## What you need to do
All of the data is to be copied without a single change.

[The data — start]

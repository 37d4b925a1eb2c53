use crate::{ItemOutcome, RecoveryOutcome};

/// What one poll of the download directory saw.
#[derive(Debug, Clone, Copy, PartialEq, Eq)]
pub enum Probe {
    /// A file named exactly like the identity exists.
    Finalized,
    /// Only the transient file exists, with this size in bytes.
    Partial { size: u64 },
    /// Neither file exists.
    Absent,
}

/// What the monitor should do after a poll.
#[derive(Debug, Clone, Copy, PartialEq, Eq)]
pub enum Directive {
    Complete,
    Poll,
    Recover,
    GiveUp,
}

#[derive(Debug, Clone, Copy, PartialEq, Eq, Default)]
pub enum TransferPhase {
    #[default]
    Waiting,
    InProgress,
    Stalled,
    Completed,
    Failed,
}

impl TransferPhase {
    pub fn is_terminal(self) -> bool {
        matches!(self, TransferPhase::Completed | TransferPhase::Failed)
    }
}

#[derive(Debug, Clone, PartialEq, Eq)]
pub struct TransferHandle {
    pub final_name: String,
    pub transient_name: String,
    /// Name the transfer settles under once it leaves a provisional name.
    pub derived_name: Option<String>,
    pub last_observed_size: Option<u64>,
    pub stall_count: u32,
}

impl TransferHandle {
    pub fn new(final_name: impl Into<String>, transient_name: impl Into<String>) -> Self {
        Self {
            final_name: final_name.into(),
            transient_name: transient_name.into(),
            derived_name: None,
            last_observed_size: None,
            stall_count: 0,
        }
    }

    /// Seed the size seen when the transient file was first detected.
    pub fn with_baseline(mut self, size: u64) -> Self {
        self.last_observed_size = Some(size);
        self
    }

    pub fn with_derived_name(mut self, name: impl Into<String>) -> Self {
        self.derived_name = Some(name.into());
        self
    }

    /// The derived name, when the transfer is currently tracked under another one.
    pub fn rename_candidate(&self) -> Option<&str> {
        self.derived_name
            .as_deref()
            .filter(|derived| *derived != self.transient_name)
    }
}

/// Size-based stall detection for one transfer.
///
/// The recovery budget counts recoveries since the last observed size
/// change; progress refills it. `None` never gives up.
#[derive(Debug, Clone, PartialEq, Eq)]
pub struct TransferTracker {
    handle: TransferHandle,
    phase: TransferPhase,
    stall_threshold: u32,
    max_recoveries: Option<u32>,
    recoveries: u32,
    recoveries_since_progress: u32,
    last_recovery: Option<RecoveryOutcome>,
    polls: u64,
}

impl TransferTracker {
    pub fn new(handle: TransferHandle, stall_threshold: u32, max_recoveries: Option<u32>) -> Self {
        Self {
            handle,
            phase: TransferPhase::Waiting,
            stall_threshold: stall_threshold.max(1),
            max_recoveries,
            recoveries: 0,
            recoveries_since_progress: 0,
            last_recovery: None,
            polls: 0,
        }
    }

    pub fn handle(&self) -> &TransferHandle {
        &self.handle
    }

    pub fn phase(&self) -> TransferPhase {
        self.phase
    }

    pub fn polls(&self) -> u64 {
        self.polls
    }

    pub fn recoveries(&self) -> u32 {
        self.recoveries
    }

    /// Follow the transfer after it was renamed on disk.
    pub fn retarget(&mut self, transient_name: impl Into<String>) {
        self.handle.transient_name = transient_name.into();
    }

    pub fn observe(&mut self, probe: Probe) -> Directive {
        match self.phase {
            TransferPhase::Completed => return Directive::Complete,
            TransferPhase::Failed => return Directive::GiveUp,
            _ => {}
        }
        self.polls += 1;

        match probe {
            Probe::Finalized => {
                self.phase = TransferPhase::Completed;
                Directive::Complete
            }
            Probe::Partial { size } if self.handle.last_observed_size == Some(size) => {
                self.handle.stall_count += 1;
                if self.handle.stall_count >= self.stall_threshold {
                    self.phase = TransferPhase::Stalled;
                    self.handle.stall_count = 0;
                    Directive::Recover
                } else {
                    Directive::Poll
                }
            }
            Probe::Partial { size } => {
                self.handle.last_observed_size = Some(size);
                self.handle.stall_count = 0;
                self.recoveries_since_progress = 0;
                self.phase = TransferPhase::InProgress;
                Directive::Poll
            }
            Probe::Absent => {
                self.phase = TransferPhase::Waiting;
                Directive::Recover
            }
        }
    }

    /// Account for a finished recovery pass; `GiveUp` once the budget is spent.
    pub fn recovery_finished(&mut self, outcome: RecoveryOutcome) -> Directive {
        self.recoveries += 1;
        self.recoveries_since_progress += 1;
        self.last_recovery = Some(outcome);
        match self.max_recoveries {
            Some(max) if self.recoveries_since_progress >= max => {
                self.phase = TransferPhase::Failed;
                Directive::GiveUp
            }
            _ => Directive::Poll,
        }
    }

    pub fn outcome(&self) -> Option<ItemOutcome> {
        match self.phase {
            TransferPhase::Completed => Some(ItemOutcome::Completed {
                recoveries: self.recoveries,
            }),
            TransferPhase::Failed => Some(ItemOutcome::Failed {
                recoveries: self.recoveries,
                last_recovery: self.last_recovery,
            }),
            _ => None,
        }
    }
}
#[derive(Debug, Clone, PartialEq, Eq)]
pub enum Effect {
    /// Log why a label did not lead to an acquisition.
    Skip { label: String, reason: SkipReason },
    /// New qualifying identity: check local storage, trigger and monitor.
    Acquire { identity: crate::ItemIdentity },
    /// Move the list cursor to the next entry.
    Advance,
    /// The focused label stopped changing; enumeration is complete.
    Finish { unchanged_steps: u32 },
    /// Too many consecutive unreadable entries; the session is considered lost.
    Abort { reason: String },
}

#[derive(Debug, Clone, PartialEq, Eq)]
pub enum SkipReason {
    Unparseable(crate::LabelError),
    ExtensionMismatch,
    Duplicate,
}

[The data — finish]

## Written response
repository 37d4b925a1eb2c53
use crate::{ItemOutcome, RecoveryOutcome};

/// What one poll of the download directory saw.
#[derive(Debug, Clone, Copy, PartialEq, Eq)]
pub enum Probe {
    /// A file named exactly like the identity exists.
    Finalized,
    /// Only the transient file exists, with this size in bytes.
    Partial { size: u64 },
    /// Neither file exists.
    Absent,
}

/// What the monitor should do after a poll.
#[derive(Debug, Clone, Copy, PartialEq, Eq)]
pub enum Directive {
    Complete,
    Poll,
    Recover,
    GiveUp,
}

#[derive(Debug, Clone, Copy, PartialEq, Eq, Default)]
pub enum TransferPhase {
    #[default]
    Waiting,
    InProgress,
    Stalled,
    Completed,
    Failed,
}

impl TransferPhase {
    pub fn is_terminal(self) -> bool {
        matches!(self, TransferPhase::Completed | TransferPhase::Failed)
    }
}

#[derive(Debug, Clone, PartialEq, Eq)]
pub struct TransferHandle {
    pub final_name: String,
    pub transient_name: String,
    /// Name the transfer settles under once it leaves a provisional name.
    pub derived_name: Option<String>,
    pub last_observed_size: Option<u64>,
    pub stall_count: u32,
}

impl TransferHandle {
    pub fn new(final_name: impl Into<String>, transient_name: impl Into<String>) -> Self {
        Self {
            final_name: final_name.into(),
            transient_name: transient_name.into(),
            derived_name: None,
            last_observed_size: None,
            stall_count: 0,
        }
    }

    /// Seed the size seen when the transient file was first detected.
    pub fn with_baseline(mut self, size: u64) -> Self {
        self.last_observed_size = Some(size);
        self
    }

    pub fn with_derived_name(mut self, name: impl Into<String>) -> Self {
        self.derived_name = Some(name.into());
        self
    }

    /// The derived name, when the transfer is currently tracked under another one.
    pub fn rename_candidate(&self) -> Option<&str> {
        self.derived_name
            .as_deref()
            .filter(|derived| *derived != self.transient_name)
    }
}

/// Size-based stall detection for one transfer.
///
/// The recovery budget counts recoveries since the last observed size
/// change; progress refills it. `None` never gives up.
#[derive(Debug, Clone, PartialEq, Eq)]
pub struct TransferTracker {
    handle: TransferHandle,
    phase: TransferPhase,
    stall_threshold: u32,
    max_recoveries: Option<u32>,
    recoveries: u32,
    recoveries_since_progress: u32,
    last_recovery: Option<RecoveryOutcome>,
    polls: u64,
}

impl TransferTracker {
    pub fn new(handle: TransferHandle, stall_threshold: u32, max_recoveries: Option<u32>) -> Self {
        Self {
            handle,
            phase: TransferPhase::Waiting,
            stall_threshold: stall_threshold.max(1),
            max_recoveries,
            recoveries: 0,
            recoveries_since_progress: 0,
            last_recovery: None,
            polls: 0,
        }
    }

    pub fn handle(&self) -> &TransferHandle {
        &self.handle
    }

    pub fn phase(&self) -> TransferPhase {
        self.phase
    }

    pub fn polls(&self) -> u64 {
        self.polls
    }

    pub fn recoveries(&self) -> u32 {
        self.recoveries
    }

    /// Follow the transfer after it was renamed on disk.
    pub fn retarget(&mut self, transient_name: impl Into<String>) {
        self.handle.transient_name = transient_name.into();
    }

    pub fn observe(&mut self, probe: Probe) -> Directive {
        match self.phase {
            TransferPhase::Completed => return Directive::Complete,
            TransferPhase::Failed => return Directive::GiveUp,
            _ => {}
        }
        self.polls += 1;

        match probe {
            Probe::Finalized => {
                self.phase = TransferPhase::Completed;
                Directive::Complete
            }
            Probe::Partial { size } if self.handle.last_observed_size == Some(size) => {
                self.handle.stall_count += 1;
                if self.handle.stall_count >= self.stall_threshold {
                    self.phase = TransferPhase::Stalled;
                    self.handle.stall_count = 0;
                    Directive::Recover
                } else {
                    Directive::Poll
                }
            }
            Probe::Partial { size } => {
                self.handle.last_observed_size = Some(size);
                self.handle.stall_count = 0;
                self.recoveries_since_progress = 0;
                self.phase = TransferPhase::InProgress;
                Directive::Poll
            }
            Probe::Absent => {
                self.phase = TransferPhase::Waiting;
                Directive::Recover
            }
        }
    }

    /// Account for a finished recovery pass; `GiveUp` once the budget is spent.
    pub fn recovery_finished(&mut self, outcome: RecoveryOutcome) -> Directive {
        self.recoveries += 1;
        self.recoveries_since_progress += 1;
        self.last_recovery = Some(outcome);
        match self.max_recoveries {
            Some(max) if self.recoveries_since_progress >= max => {
                self.phase = TransferPhase::Failed;
                Directive::GiveUp
            }
            _ => Directive::Poll,
        }
    }

    pub fn outcome(&self) -> Option<ItemOutcome> {
        match self.phase {
            TransferPhase::Completed => Some(ItemOutcome::Completed {
                recoveries: self.recoveries,
            }),
            TransferPhase::Failed => Some(ItemOutcome::Failed {
                recoveries: self.recoveries,
                last_recovery: self.last_recovery,
            }),
            _ => None,
        }
    }
}
#[derive(Debug, Clone, PartialEq, Eq)]
pub enum Effect {
    /// Log why a label did not lead to an acquisition.
    Skip { label: String, reason: SkipReason },
    /// New qualifying identity: check local storage, trigger and monitor.
    Acquire { identity: crate::ItemIdentity },
    /// Move the list cursor to the next entry.
    Advance,
    /// The focused label stopped changing; enumeration is complete.
    Finish { unchanged_steps: u32 },
    /// Too many consecutive unreadable entries; the session is considered lost.
    Abort { reason: String },
}

#[derive(Debug, Clone, PartialEq, Eq)]
pub enum SkipReason {
    Unparseable(crate::LabelError),
    ExtensionMismatch,
    Duplicate,
}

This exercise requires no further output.